▶ Task objective
From the records, pick out and copy each line containing "optionalIngredients".

▶ Records for this exercise
****

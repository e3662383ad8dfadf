//! Ingredients-to-recipe prompt.

use crate::prompt::{push_allergy_section, push_dietary_section};
use crate::types::{GenerationRequest, PromptPayload, RecipeRequest, SchemaTag};
use std::fmt::Write as _;

impl RecipeRequest {
    /// Build the generation request for this recipe ask.
    pub fn to_generation_request(&self) -> GenerationRequest {
        GenerationRequest::new(
            PromptPayload::text(self.prompt_text()),
            SchemaTag::Recipe,
        )
    }

    fn prompt_text(&self) -> String {
        let servings_text = format!("{} people", self.servings);

        let mut prompt = format!(
            "You are a friendly cook who specializes in simple, fast, tasty recipes \
             for students and young people.\n\n\
             MAIN INGREDIENTS on hand: {ingredients}\n\n\
             KEY REQUIREMENTS (CHOSEN BY THE USER):\n\
             1. Difficulty: {difficulty}\n   - {difficulty_requirement}\n\n\
             2. Cooking time: {time_range}\n   - {time_requirement}\n   \
             - You MUST make sure the times in the result (prepTime, cookTime, \
             totalTime) match this requirement exactly.\n\n\
             3. Number of people: {servings_text}\n   - Portions must fit exactly \
             {servings_text}. Scale the ingredients for that many.\n\n\
             OTHER REQUIREMENTS:\n\
             4. Equipment: only basic tools like a pan, a pot, a knife and a cutting \
             board. Avoid professional or expensive equipment.\n\
             5. Ingredients: make the most of what is on hand. Only add common, easy \
             to buy, cheap extras.\n\
             6. Budget: keep the dish cheap and waste nothing.",
            ingredients = self.ingredients,
            difficulty = self.difficulty,
            difficulty_requirement = self.difficulty.requirement(),
            time_range = self.time_range,
            time_requirement = self.time_range.requirement(),
        );

        push_dietary_section(&mut prompt, &self.profile, 7);
        push_allergy_section(&mut prompt, &self.profile);

        let _ = write!(
            prompt,
            r#"

Return the result as JSON with exactly this structure (NO markdown, plain JSON only):
{{
  "title": "Dish name (appealing, easy to remember)",
  "description": "Short description of the dish (2-3 sentences), highlighting what makes it great for students (fast, simple, tasty)",
  "difficulty": "Must be exactly '{difficulty}' (do not change it)",
  "prepTime": "Preparation time (e.g. '10 minutes') - must fit the {time_range} requirement",
  "cookTime": "Cooking time (e.g. '20 minutes') - must fit the {time_range} requirement",
  "totalTime": "Total time from prep to done - MUST land exactly inside {time_range}",
  "servings": "Must be exactly '{servings_text}'",
  "ingredientsList": [
    {{
      "name": "Ingredient name (from the list on hand)",
      "amount": "Quantity (e.g. '200g', '2 tablespoons', '1 piece')",
      "required": true
    }}
  ],
  "optionalIngredients": [
    {{
      "name": "Optional ingredient (nicer with it, fine without)",
      "amount": "Quantity (e.g. '1 teaspoon', 'a few leaves', 'to taste')",
      "purpose": "What it is for (e.g. 'deeper flavor', 'garnish')",
      "required": false
    }}
  ],
  "steps": [
    "Step 1: detailed, easy-to-follow instruction",
    "Step 2: clear description of what to do"
  ],
  "tips": "Useful small tips for this dish (saving time, saving gas, storing leftovers...)",
  "equipment": "Tools needed (basic only, e.g. 'Pan, knife, cutting board')"
}}

IMPORTANT NOTES:
- Make MAXIMUM use of the ingredients already on hand: {ingredients}
- If extra staples are needed (salt, sugar, fish sauce...), put them in "optionalIngredients" with a clear purpose
- "optionalIngredients" are things that make the dish better but are NOT required - the dish must work with the main ingredients alone
- The steps must be VERY detailed and beginner-friendly
- If an ingredient conflicts with the dietary regimen or an allergy, substitute it or propose an entirely different dish"#,
            difficulty = self.difficulty,
            time_range = self.time_range,
            servings_text = servings_text,
            ingredients = self.ingredients,
        );

        prompt
    }
}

****

▶ Problem solution
  "optionalIngredients": [
- If extra staples are needed (salt, sugar, fish sauce...), put them in "optionalIngredients" with a clear purpose
- "optionalIngredients" are things that make the dish better but are NOT required - the dish must work with the main ingredients alone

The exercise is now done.